When I chanced upon a Facebook newsfeed, “Teach your child not to interrupt in one simple step” by An Everyday Story, the first thought in my mind was, “Can this really be done in one simple step?” It sounds too good to be true. So skeptical me shared the link and showed interest in testing it out. Minutes after posting on my Facebook, some mommy friends vouched its effectiveness.
Two weeks ago, I shared with Hannah that being respectful means allowing others to finish their conversation. I acknowledged that it’s not easy to hold it in when she’s excited to share her thoughts.
I went on to explain that if she wants to talk when I’m in a conversation with someone, she has to place her hand on my wrist and wait.

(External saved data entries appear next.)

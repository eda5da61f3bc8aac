//! Per-frame rendering façade
//!
//! Owns the bindless registry, the instance batcher and the frame emitter
//! for one device. A frame is any number of `submit` calls followed by one
//! `flush`.
//!
//! # Example
//!
//! ```ignore
//! let mut renderer = Renderer::new(device.clone(), RendererConfig::default());
//! renderer.set_camera(projection, view);
//! renderer.submit(&sponza, Mat4::IDENTITY)?;
//! renderer.submit(&helmet, Mat4::from_translation(Vec3::Y))?;
//! let stats = renderer.flush()?;
//! ```

use std::sync::{Arc, Mutex};
use glam::Mat4;
use crate::config::RendererConfig;
use crate::engine_info;
use crate::error::Result;
use crate::graphics_device::GraphicsDevice;
use crate::render::{CameraData, FrameEmitter, FrameStats, InstanceBatcher, ResourceRegistry};
use crate::resource::Mesh;

pub struct Renderer {
    graphics_device: Arc<Mutex<dyn GraphicsDevice>>,
    registry: ResourceRegistry,
    batcher: InstanceBatcher,
    emitter: FrameEmitter,
    camera: CameraData,
    last_stats: FrameStats,
}

impl Renderer {
    pub fn new(graphics_device: Arc<Mutex<dyn GraphicsDevice>>, config: RendererConfig) -> Self {
        engine_info!("sandbox::Renderer",
            "Renderer created (bindless texture capacity: {})", config.bindless_texture_capacity);
        Self {
            graphics_device,
            registry: ResourceRegistry::new(),
            batcher: InstanceBatcher::new(),
            emitter: FrameEmitter::new(config),
            camera: CameraData::default(),
            last_stats: FrameStats::default(),
        }
    }

    /// Camera used by every following flush
    pub fn set_camera(&mut self, projection: Mat4, view: Mat4) {
        self.camera = CameraData::new(projection, view);
    }

    pub fn camera(&self) -> &CameraData {
        &self.camera
    }

    /// Queue a mesh for this frame at a world transform
    pub fn submit(&mut self, mesh: &Arc<Mesh>, world_transform: Mat4) -> Result<()> {
        self.batcher.submit(&mut self.registry, mesh, world_transform)
    }

    /// Number of instances queued for the next flush
    pub fn pending_instances(&self) -> usize {
        self.batcher.len()
    }

    /// Draw everything queued since the last flush
    ///
    /// The queue is empty afterwards, even on error.
    pub fn flush(&mut self) -> Result<FrameStats> {
        let stats = self.emitter.flush(
            &self.graphics_device,
            &self.registry,
            &mut self.batcher,
            &self.camera,
        )?;
        self.last_stats = stats;
        Ok(stats)
    }

    pub fn registry(&self) -> &ResourceRegistry {
        &self.registry
    }

    /// Empty the bindless tables
    ///
    /// Instances still queued hold indices into the old tables, so the queue
    /// is dropped as well.
    pub fn reset_bindless_tables(&mut self) {
        self.registry.clear();
        self.batcher.clear();
    }

    /// Statistics of the last successful flush
    pub fn stats(&self) -> FrameStats {
        self.last_stats
    }
}

#[cfg(test)]
#[path = "renderer_tests.rs"]
mod tests;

I would place my other hand over hers to acknowledge her wait, and turn to her when ready.
Live your beliefs and you can turn the world around.
– Henry David Thoreau-
Here’s my report two weeks later – we have had good results! With the implementation of this method, Hannah is less temperamental as she knows that I hear her, and she’s waiting in line. Previously, she might kick a fuss with words like, “Mama, I want to talk to you…” or “Mama, listen to me please…”

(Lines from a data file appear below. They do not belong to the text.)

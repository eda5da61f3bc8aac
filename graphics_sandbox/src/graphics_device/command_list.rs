//! CommandList trait - for recording rendering commands

use std::sync::Arc;
use crate::error::Result;
use crate::graphics_device::{Buffer, BindingGroup, IndexType, ShaderStages};

/// Command list for recording rendering commands
///
/// Commands are recorded and later submitted via `GraphicsDevice::submit()`.
/// Render pass begin/end and presentation belong to the surface layer.
pub trait CommandList: Send + Sync {
    /// Begin recording commands
    fn begin(&mut self) -> Result<()>;

    /// End recording commands
    fn end(&mut self) -> Result<()>;

    /// Bind a binding group at the given set index
    fn bind_binding_group(&mut self, set_index: u32, binding_group: &Arc<dyn BindingGroup>) -> Result<()>;

    /// Push inline constant data
    ///
    /// # Arguments
    ///
    /// * `stages` - Shader stages that read the constants
    /// * `offset` - Offset in bytes into the push constant range
    /// * `data` - Bytes to push
    fn push_constants(&mut self, stages: ShaderStages, offset: u32, data: &[u8]) -> Result<()>;

    /// Bind a vertex buffer at binding 0
    fn bind_vertex_buffer(&mut self, buffer: &Arc<dyn Buffer>, offset: u64) -> Result<()>;

    /// Bind an index buffer
    fn bind_index_buffer(&mut self, buffer: &Arc<dyn Buffer>, offset: u64, index_type: IndexType) -> Result<()>;

    /// Draw indexed vertices
    ///
    /// # Arguments
    ///
    /// * `index_count` - Number of indices to draw
    /// * `first_index` - Index of the first index in the bound index buffer
    /// * `vertex_offset` - Value added to each index before fetching the vertex
    fn draw_indexed(&mut self, index_count: u32, first_index: u32, vertex_offset: i32) -> Result<()>;
}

In return, I’ve also used this method when I want to talk to Hannah, and she’s busy talking to Daddy or to her dolls. Why you might ask?

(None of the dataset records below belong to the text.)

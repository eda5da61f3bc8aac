//! GraphicsDevice trait - main GPU resource factory interface

use std::sync::Arc;
use crate::error::Result;
use crate::graphics_device::{
    Buffer, BufferDesc, Texture, TextureDesc,
    BindingGroup, BindingGroupLayoutDesc, BindingResource,
    CommandList,
};

/// Main graphics device trait
///
/// Central factory for GPU resources, implemented by backend-specific
/// devices. Every call is synchronous and either succeeds or fails; there is
/// no retry or backpressure at this level.
pub trait GraphicsDevice: Send + Sync {
    /// Create a buffer, uploading `desc.data` if present
    ///
    /// # Errors
    ///
    /// `Error::GpuResourceCreationFailure` if the backend refuses the allocation.
    fn create_buffer(&mut self, desc: BufferDesc) -> Result<Arc<dyn Buffer>>;

    /// Create a sampled texture, uploading `desc.data` if present
    ///
    /// # Errors
    ///
    /// `Error::GpuResourceCreationFailure` if the backend refuses the allocation.
    fn create_texture(&mut self, desc: TextureDesc) -> Result<Arc<dyn Texture>>;

    /// Create a binding group (descriptor set) from a layout and resources
    ///
    /// # Arguments
    ///
    /// * `layout` - Slot layout; texture arrays larger than the slot count are rejected
    /// * `set_index` - Set index the group will be bound at
    /// * `resources` - One resource per layout entry, in order
    fn create_binding_group(
        &mut self,
        layout: &BindingGroupLayoutDesc,
        set_index: u32,
        resources: &[BindingResource],
    ) -> Result<Arc<dyn BindingGroup>>;

    /// Create a new command list
    fn create_command_list(&mut self) -> Result<Box<dyn CommandList>>;

    /// Submit recorded command lists for execution
    fn submit(&mut self, commands: &[&dyn CommandList]) -> Result<()>;
}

While reading the book, “When You Say ‘Thank You’, Mean It” by Mary O’Donohue, it had me thinking of my response vs. my expected response of her.
It is essential to set an example for the child, both by how the adult treats the child and others around them.
– When You Say ‘Thank You’, Mean It-
Morals and values are often caught not taught.
What other methods do you use to teach manners and values?
P/s: I highly recommend “When You Say ‘Thank You’, Mean It” by Mary O’Donohue to families who wish to guide their children with lifelong values. The book provides a monthly guide with simple exercises for each value (e.g.. gratitude, self-respect, compassion…) that parents could implement within the family.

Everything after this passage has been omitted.